Valentine sonrió, pero era evidente que sufría.
Maximilian, con su devoción, la contemplaba en silencio. Ella era muy hermosa, pero su habitual palidez había aumentado; sus ojos brillaban más que nunca, y sus manos, que por lo general eran blancas como el nácar, se parecían ahora más a la cera, a la que el tiempo iba añadiendo un tinte amarillento.
De Valentine el joven miró hacia Noirtier. Este observaba con un interés extraño y profundo a la joven, absorta en su afecto, y él también, como Morrel, seguía aquellas huellas de sufrimiento interior que eran tan poco perceptibles para un observador común que escapaban a la atención de todos, excepto a la del abuelo y la del amante.
—Pero —dijo Morrel—, ¿no creía yo que esta mezcla, de la cual toma usted ahora cuatro cucharadas, estaba preparada para el señor Noirtier?

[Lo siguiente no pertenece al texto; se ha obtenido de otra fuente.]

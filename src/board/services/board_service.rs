//! Board service: the entry points used by the presentation layer.

use super::{BoardConfig, TaskBoardResult, TaskRepository, TransitionEngine};
use crate::board::{
    domain::{BoardDomainError, BoardState, DropEvent, Stage, Task, TaskId, TaskText},
    ports::TaskStore,
};
use std::sync::Arc;
use tokio::sync::{RwLock, watch};
use tracing::{debug, info, warn};

/// Task board orchestration service.
///
/// The service owns the board state. Every mutation waits for the store to
/// confirm the remote write before it touches the board, and a failed call
/// leaves the board exactly as it was.
pub struct TaskBoardService<S>
where
    S: TaskStore,
{
    repository: TaskRepository<S>,
    transitions: TransitionEngine<S>,
    board: Arc<RwLock<BoardState>>,
    loading: Arc<watch::Sender<bool>>,
    config: BoardConfig,
}

impl<S> Clone for TaskBoardService<S>
where
    S: TaskStore,
{
    fn clone(&self) -> Self {
        Self {
            repository: self.repository.clone(),
            transitions: self.transitions.clone(),
            board: Arc::clone(&self.board),
            loading: Arc::clone(&self.loading),
            config: self.config,
        }
    }
}

impl<S> TaskBoardService<S>
where
    S: TaskStore,
{
    /// Creates a service with an empty board and default configuration.
    #[must_use]
    pub fn new(store: Arc<S>) -> Self {
        Self::with_config(store, BoardConfig::default())
    }

    /// Creates a service with an empty board and the given configuration.
    #[must_use]
    pub fn with_config(store: Arc<S>, config: BoardConfig) -> Self {
        let repository = TaskRepository::new(store);
        let (loading, _) = watch::channel(false);
        Self {
            transitions: TransitionEngine::new(repository.clone()),
            repository,
            board: Arc::new(RwLock::new(BoardState::new())),
            loading: Arc::new(loading),
            config,
        }
    }

    /// Returns the active configuration.
    #[must_use]
    pub const fn config(&self) -> &BoardConfig {
        &self.config
    }

    /// Loads every stored task onto the board.
    ///
    /// The loading flag is raised for the duration of the call. When the
    /// load fails the board is left empty and no retry is attempted; call
    /// [`TaskBoardService::reload`] to try again.
    ///
    /// # Errors
    ///
    /// Returns [`super::TaskBoardError::Repository`] when the store cannot be
    /// listed, or [`super::TaskBoardError::State`] when the store reports the
    /// same key twice.
    pub async fn startup(&self) -> TaskBoardResult<()> {
        self.loading.send_replace(true);
        let result = self.load_board().await;
        self.loading.send_replace(false);
        result
    }

    /// Reloads the board from the store.
    ///
    /// # Errors
    ///
    /// See [`TaskBoardService::startup`].
    pub async fn reload(&self) -> TaskBoardResult<()> {
        self.startup().await
    }

    async fn load_board(&self) -> TaskBoardResult<()> {
        let loaded = self.repository.load_all().await;
        let mut board = self.board.write().await;
        let tasks = match loaded {
            Ok(tasks) => tasks,
            Err(err) => {
                warn!(error = %err, "task load failed, showing an empty board");
                board.clear();
                return Err(err.into());
            }
        };
        let count = tasks.len();
        if let Err(err) = board.replace_all(tasks) {
            board.clear();
            return Err(err.into());
        }
        info!(count, "board loaded");
        Ok(())
    }

    /// Adds a task to the backlog.
    ///
    /// Whitespace-only text is ignored without contacting the store and
    /// yields `Ok(None)`. Otherwise the task is created in the store first
    /// and inserted on the board once the store has assigned its identifier.
    ///
    /// # Errors
    ///
    /// Returns [`super::TaskBoardError::Domain`] when a length limit is
    /// configured and the text exceeds it,
    /// [`super::TaskBoardError::Repository`] when the store write fails, or [`super::TaskBoardError::State`] if the store
    /// hands out an identifier already on the board.
    pub async fn add_task(&self, text: &str) -> TaskBoardResult<Option<Task>> {
        let Ok(task_text) = TaskText::new(text) else {
            debug!("ignoring task with blank text");
            return Ok(None);
        };
        if let Some(max) = self.config.max_text_length {
            let actual = task_text.char_count();
            if actual > max {
                return Err(BoardDomainError::TaskTextTooLong { max, actual }.into());
            }
        }

        let task = self.repository.create(task_text, Stage::Backlog).await?;
        self.board.write().await.insert(task.clone())?;
        info!(task_id = %task.id(), "task added");
        Ok(Some(task))
    }

    /// Deletes a task from the store and then from the board.
    ///
    /// A task already missing from the board is not an error once the store
    /// has confirmed the delete.
    ///
    /// # Errors
    ///
    /// Returns [`super::TaskBoardError::Repository`] when the store delete
    /// fails; the board is left untouched.
    pub async fn delete_task(&self, id: &TaskId) -> TaskBoardResult<()> {
        self.repository.delete(id).await?;
        if self.board.write().await.remove_by_id(id).is_none() {
            debug!(task_id = %id, "deleted task was not on the board");
        }
        info!(task_id = %id, "task deleted");
        Ok(())
    }

    /// Moves a task to `target`.
    ///
    /// # Errors
    ///
    /// See [`TransitionEngine::apply`].
    pub async fn drop_task(&self, id: &TaskId, target: Stage) -> TaskBoardResult<()> {
        self.transitions.apply(&self.board, id, target).await
    }

    /// Handles a drop event from the drag-and-drop layer.
    ///
    /// # Errors
    ///
    /// See [`TransitionEngine::apply`].
    pub async fn handle_drop(&self, event: &DropEvent) -> TaskBoardResult<()> {
        self.transitions.apply_drop(&self.board, event).await
    }

    /// Returns the tasks in `stage` in insertion order.
    pub async fn tasks_for_stage(&self, stage: Stage) -> Vec<Task> {
        self.board.read().await.by_stage(stage)
    }

    /// Returns every task on the board in insertion order.
    pub async fn all_tasks(&self) -> Vec<Task> {
        self.board.read().await.all()
    }

    /// Returns each stage with its tasks, in board order.
    pub async fn columns(&self) -> Vec<(Stage, Vec<Task>)> {
        let board = self.board.read().await;
        Stage::ALL
            .iter()
            .map(|stage| (*stage, board.by_stage(*stage)))
            .collect()
    }

    /// Returns a copy of the current board state.
    pub async fn snapshot(&self) -> BoardState {
        self.board.read().await.clone()
    }

    /// Reports whether a load is in flight.
    #[must_use]
    pub fn is_loading(&self) -> bool {
        *self.loading.borrow()
    }

    /// Subscribes to changes of the loading flag.
    #[must_use]
    pub fn subscribe_loading(&self) -> watch::Receiver<bool> {
        self.loading.subscribe()
    }
}
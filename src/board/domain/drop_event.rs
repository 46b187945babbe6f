//! Drop events emitted by the drag-and-drop layer.

use super::{Stage, TaskId};
use serde::{Deserialize, Serialize};

/// A card was released over a stage column.
#[derive(Debug, Clone, PartialEq, Eq, Serialize, Deserialize)]
#[serde(rename_all = "camelCase")]
pub struct DropEvent {
    /// Identifier of the dragged task.
    pub dragged_id: TaskId,
    /// Stage column the task was dropped on.
    pub dropped_on_stage: Stage,
}

impl DropEvent {
    /// Creates a drop event.
    #[must_use]
    pub fn new(dragged_id: impl Into<TaskId>, dropped_on_stage: Stage) -> Self {
        Self {
            dragged_id: dragged_id.into(),
            dropped_on_stage,
        }
    }
}
//! Domain model for the task board.
//!
//! The board domain models tasks, their stages, and the in-memory board
//! state while keeping every storage concern outside of the domain boundary.

mod board_state;
mod drop_event;
mod error;
mod ids;
mod stage;
mod task;

pub use board_state::BoardState;
pub use drop_event::DropEvent;
pub use error::{BoardDomainError, BoardStateError, ParseStageError};
pub use ids::{TaskId, TaskText};
pub use stage::Stage;
pub use task::Task;
//! Operations on different tasks may be in flight together.

use std::sync::Arc;

use super::helpers::{ensure_in_sync, ensure_partitioned, store};
use rstest::rstest;
use taskboard::board::{
    adapters::memory::InMemoryTaskStore, domain::Stage, services::TaskBoardService,
};

#[rstest]
#[tokio::test(flavor = "multi_thread")]
async fn concurrent_moves_on_different_tasks_both_land(
    store: Arc<InMemoryTaskStore>,
) -> Result<(), eyre::Report> {
    let service = TaskBoardService::new(Arc::clone(&store));
    let first = service
        .add_task("Left")
        .await?
        .ok_or_else(|| eyre::eyre!("first task not created"))?;
    let second = service
        .add_task("Right")
        .await?
        .ok_or_else(|| eyre::eyre!("second task not created"))?;

    let (left, right) = tokio::join!(
        service.drop_task(first.id(), Stage::InProgress),
        service.drop_task(second.id(), Stage::Done),
    );
    left?;
    right?;

    eyre::ensure!(
        service.tasks_for_stage(Stage::InProgress).await.len() == 1,
        "left task should be in progress"
    );
    eyre::ensure!(
        service.tasks_for_stage(Stage::Done).await.len() == 1,
        "right task should be done"
    );
    ensure_in_sync(&service, &store).await
}

#[rstest]
#[tokio::test(flavor = "multi_thread")]
async fn cloned_handles_share_one_board(
    store: Arc<InMemoryTaskStore>,
) -> Result<(), eyre::Report> {
    let service = TaskBoardService::new(Arc::clone(&store));
    let handles: Vec<_> = ["a", "b", "c", "d"]
        .into_iter()
        .map(|text| {
            let handle = service.clone();
            tokio::spawn(async move { handle.add_task(text).await })
        })
        .collect();

    for handle in handles {
        handle.await??;
    }

    eyre::ensure!(service.all_tasks().await.len() == 4, "all adds should land");
    ensure_partitioned(&service).await?;
    ensure_in_sync(&service, &store).await
}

—Sé que es muy amargo —dijo Valentine—; tan amargo, que todo lo que bebo después me parece tener el mismo sabor. Noirtier miró interrogante a su nieta. —Sí, abuelo —dijo Valentine—, así es. Justo ahora, antes de bajar a verte, me bebí un vaso de agua azucarada; dejé la mitad porque me supo muy amarga.